Nigeria hands over disputed Bakassi peninsula to Cameroon

August 14th, 2008 - 11:17 pm ICT by IANS  

Abuja, Aug 14 (DPA) Nigeria Thursday officially handed over the potentially oil-rich Bakassi peninsula to Cameroon, ending a decades-long dispute that almost brought the two West African nations to war. The ceding of the peninsula was ordered by the UN International Court of Justice (ICJ) at The Hague in an October 2002 ruling following a suit filed in 1994 by Cameroon.

However, legal battles and sporadic violence by Nigerian militants held up the final handover, and some militant groups recently threatened to step up attacks if the handover went ahead.

Nigeria’s Attorney General and Minister of Justice Michael Aondoakaa carried out the symbolic handover to Cameroonian Minister of State for Justice Maurice Kamto.

The ceremony took place in Calabar, the capital of Nigeria’s Cross River state, to which Bakassi used to belong.

Senior UN officials and representatives of France, Germany, Britain and the US witnessed the event.

Aondoakaa said the handover marked “a great milestone in the history of the two countries.”

“We are saddled with the painful, but most important task of handing over Bakassi to Cameroon,” he said. “We have a commitment to the international community to promote peace and brotherliness between our countries.”

Professor Kamto said Thursday’s ceremony was a “historic moment, showing brotherly celebration of cooperation between the two countries.”
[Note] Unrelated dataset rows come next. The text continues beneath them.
//! Database initialization
//!
//! Creates the SQLite database on first run, applies the schema
//! idempotently and seeds default settings. Safe to call on every startup.

use crate::Result;
use sqlx::{sqlite::SqlitePoolOptions, SqlitePool};
use std::path::Path;
use tracing::info;

/// Initialize database connection and create tables if needed
pub async fn init_database(db_path: &Path) -> Result<SqlitePool> {
    let newly_created = !db_path.exists();

    // Create parent directory if it doesn't exist
    if let Some(parent) = db_path.parent() {
        std::fs::create_dir_all(parent)?;
    }

    let db_url = format!("sqlite://{}?mode=rwc", db_path.display());
    let pool = SqlitePoolOptions::new()
        .max_connections(10)
        .connect(&db_url)
        .await?;

    if newly_created {
        info!("Initialized new database: {}", db_path.display());
    } else {
        info!("Opened existing database: {}", db_path.display());
    }

    // Enable foreign keys
    sqlx::query("PRAGMA foreign_keys = ON").execute(&pool).await?;

    // WAL allows concurrent readers with one writer
    sqlx::query("PRAGMA journal_mode = WAL").execute(&pool).await?;

    // Default busy timeout until the settings table provides one
    sqlx::query("PRAGMA busy_timeout = 5000").execute(&pool).await?;

    // Schema creation (idempotent - safe to call multiple times)
    create_settings_table(&pool).await?;
    create_projects_table(&pool).await?;
    create_template_tasks_table(&pool).await?;
    create_tasks_table(&pool).await?;
    create_progress_entries_table(&pool).await?;

    // Initialize default settings
    init_default_settings(&pool).await?;

    // Apply configurable busy timeout from settings
    let timeout_ms: i64 = sqlx::query_scalar(
        "SELECT CAST(value AS INTEGER) FROM settings WHERE key = 'busy_timeout_ms'",
    )
    .fetch_optional(&pool)
    .await?
    .unwrap_or(5000);

    let pragma_sql = format!("PRAGMA busy_timeout = {}", timeout_ms);
    sqlx::query(&pragma_sql).execute(&pool).await?;

    Ok(pool)
}

/// Create the settings table
///
/// Stores application configuration key-value pairs.
pub async fn create_settings_table(pool: &SqlitePool) -> Result<()> {
    sqlx::query(
        r#"
        CREATE TABLE IF NOT EXISTS settings (
            key TEXT PRIMARY KEY,
            value TEXT,
            updated_at TIMESTAMP NOT NULL DEFAULT CURRENT_TIMESTAMP
        )
        "#,
    )
    .execute(pool)
    .await?;

    Ok(())
}

async fn create_projects_table(pool: &SqlitePool) -> Result<()> {
    sqlx::query(
        r#"
        CREATE TABLE IF NOT EXISTS projects (
            guid TEXT PRIMARY KEY,
            name TEXT NOT NULL,
            location TEXT,
            start_date DATE,
            created_at TIMESTAMP NOT NULL DEFAULT CURRENT_TIMESTAMP,
            updated_at TIMESTAMP NOT NULL DEFAULT CURRENT_TIMESTAMP
        )
        "#,
    )
    .execute(pool)
    .await?;

    Ok(())
}

/// Create the template_tasks table
///
/// The global task template catalog, one process-wide nested-set tree.
pub async fn create_template_tasks_table(pool: &SqlitePool) -> Result<()> {
    sqlx::query(
        r#"
        CREATE TABLE IF NOT EXISTS template_tasks (
            guid TEXT PRIMARY KEY,
            parent_guid TEXT REFERENCES template_tasks(guid) ON DELETE CASCADE,
            left_bound INTEGER NOT NULL,
            right_bound INTEGER NOT NULL,
            name TEXT NOT NULL,
            volume_h INTEGER NOT NULL DEFAULT 0,
            unit TEXT,
            price_h INTEGER NOT NULL DEFAULT 0,
            weight_h INTEGER NOT NULL DEFAULT 0,
            created_at TIMESTAMP NOT NULL DEFAULT CURRENT_TIMESTAMP,
            updated_at TIMESTAMP NOT NULL DEFAULT CURRENT_TIMESTAMP,
            CHECK (right_bound > left_bound),
            CHECK (volume_h >= 0),
            CHECK (price_h >= 0),
            CHECK (weight_h >= 0)
        )
        "#,
    )
    .execute(pool)
    .await?;

    // Nested-set range queries scan on the bounds
    sqlx::query("CREATE INDEX IF NOT EXISTS idx_template_tasks_left ON template_tasks(left_bound)")
        .execute(pool)
        .await?;
    sqlx::query(
        "CREATE INDEX IF NOT EXISTS idx_template_tasks_right ON template_tasks(right_bound)",
    )
    .execute(pool)
    .await?;

    Ok(())
}

/// Create the tasks table
///
/// Per-project task trees cloned from the template catalog. Bounds are
/// numbered independently per project.
pub async fn create_tasks_table(pool: &SqlitePool) -> Result<()> {
    sqlx::query(
        r#"
        CREATE TABLE IF NOT EXISTS tasks (
            guid TEXT PRIMARY KEY,
            project_guid TEXT NOT NULL REFERENCES projects(guid) ON DELETE CASCADE,
            template_guid TEXT,
            parent_guid TEXT REFERENCES tasks(guid) ON DELETE CASCADE,
            left_bound INTEGER NOT NULL,
            right_bound INTEGER NOT NULL,
            name TEXT NOT NULL,
            volume_h INTEGER NOT NULL DEFAULT 0,
            unit TEXT,
            price_h INTEGER NOT NULL DEFAULT 0,
            weight_h INTEGER NOT NULL DEFAULT 0,
            total_price_h INTEGER NOT NULL DEFAULT 0,
            created_at TIMESTAMP NOT NULL DEFAULT CURRENT_TIMESTAMP,
            updated_at TIMESTAMP NOT NULL DEFAULT CURRENT_TIMESTAMP,
            CHECK (right_bound > left_bound),
            CHECK (volume_h >= 0),
            CHECK (price_h >= 0),
            CHECK (weight_h >= 0),
            CHECK (total_price_h >= 0)
        )
        "#,
    )
    .execute(pool)
    .await?;

    sqlx::query("CREATE INDEX IF NOT EXISTS idx_tasks_project ON tasks(project_guid)")
        .execute(pool)
        .await?;
    sqlx::query("CREATE INDEX IF NOT EXISTS idx_tasks_bounds ON tasks(project_guid, left_bound)")
        .execute(pool)
        .await?;
    sqlx::query("CREATE INDEX IF NOT EXISTS idx_tasks_template ON tasks(template_guid)")
        .execute(pool)
        .await?;

    Ok(())
}

/// Create the progress_entries table
///
/// One row per task per day; writes upsert on the unique key.
pub async fn create_progress_entries_table(pool: &SqlitePool) -> Result<()> {
    sqlx::query(
        r#"
        CREATE TABLE IF NOT EXISTS progress_entries (
            guid TEXT PRIMARY KEY,
            task_guid TEXT NOT NULL REFERENCES tasks(guid) ON DELETE CASCADE,
            project_guid TEXT NOT NULL REFERENCES projects(guid) ON DELETE CASCADE,
            user_guid TEXT NOT NULL,
            percentage_h INTEGER NOT NULL,
            progress_date DATE NOT NULL,
            notes TEXT,
            created_at TIMESTAMP NOT NULL DEFAULT CURRENT_TIMESTAMP,
            updated_at TIMESTAMP NOT NULL DEFAULT CURRENT_TIMESTAMP,
            CHECK (percentage_h >= 0 AND percentage_h <= 10000)
        )
        "#,
    )
    .execute(pool)
    .await?;

    sqlx::query(
        "CREATE UNIQUE INDEX IF NOT EXISTS idx_progress_task_day \
         ON progress_entries(task_guid, project_guid, progress_date)",
    )
    .execute(pool)
    .await?;
    sqlx::query(
        "CREATE INDEX IF NOT EXISTS idx_progress_project_day \
         ON progress_entries(project_guid, progress_date)",
    )
    .execute(pool)
    .await?;

    Ok(())
}

/// Initialize or update default settings
///
/// This function ensures all required settings exist with default values.
/// It also handles NULL values by resetting them to defaults.
async fn init_default_settings(pool: &SqlitePool) -> Result<()> {
    ensure_setting(pool, "rollup_mode", "unweighted").await?;
    ensure_setting(pool, "backfill_enabled", "true").await?;
    ensure_setting(pool, "busy_timeout_ms", "5000").await?;

    Ok(())
}

/// Ensure a setting exists with the specified default value
///
/// If the setting doesn't exist, it will be created with the default.
/// If the setting exists but has a NULL value, it will be reset to the default.
pub async fn ensure_setting(pool: &SqlitePool, key: &str, default_value: &str) -> Result<()> {
    let exists: bool = sqlx::query_scalar("SELECT EXISTS(SELECT 1 FROM settings WHERE key = ?)")
        .bind(key)
        .fetch_one(pool)
        .await?;

    if !exists {
        // INSERT OR IGNORE to handle concurrent initialization races
        sqlx::query("INSERT OR IGNORE INTO settings (key, value) VALUES (?, ?)")
            .bind(key)
            .bind(default_value)
            .execute(pool)
            .await?;
        return Ok(());
    }

    let value: Option<String> = sqlx::query_scalar("SELECT value FROM settings WHERE key = ?")
        .bind(key)
        .fetch_one(pool)
        .await?;

    if value.is_none() {
        sqlx::query("UPDATE settings SET value = ? WHERE key = ?")
            .bind(default_value)
            .bind(key)
            .execute(pool)
            .await?;
    }

    Ok(())
}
A spokesman for UN Secretary General Ban Ki-moon last week said that the peaceful end to a “potentially dangerous border dispute” should function as a model for negotiating settlements to border disputes elsewhere.

The two West African nations nearly went to war over the peninsula in 1981.

Further Nigerian military build-up over 10 years later led Cameroon to take its case to the ICJ in March 1994.

The ICJ finally ruled in October 2002 that Cameroon should receive the peninsula, basing its decision on a 1913 treaty between former colonial masters Germany and Britain.

Cameroon and Nigeria signed the “Greentree” agreement to pave the way for the handover in New York in 2006 during US-mediated talks.

The chairman of the UN-backed Follow-up Committee on Bakassi, Kieran Prendergast, said during the ceremony that the UN was “happy about the handover”.

However, not everyone is thrilled by the final exchange.

The ceremony was moved from Bakassia to Calabar to avoid the possibility of militant attacks.

Dozens have died in clashes in recent months as Nigerian troops have gradually handed over control to Cameroon.

In the latest battle in July, 10 rebels and two Cameroonian soldiers were killed, while in November last year at least 21 Cameroonian soldiers were killed by unknown attackers.

The roughly 200,000 inhabitants of Bakassi are largely Nigerian, many of them fishermen.

Bakassi residents have sought compensation of $3.3 billion in a case still pending at an Abuja court.

Fishermen who the Nigerian state are resettling say that their new home is landlocked and inhabited by people hostile to Bakassi “refugees”.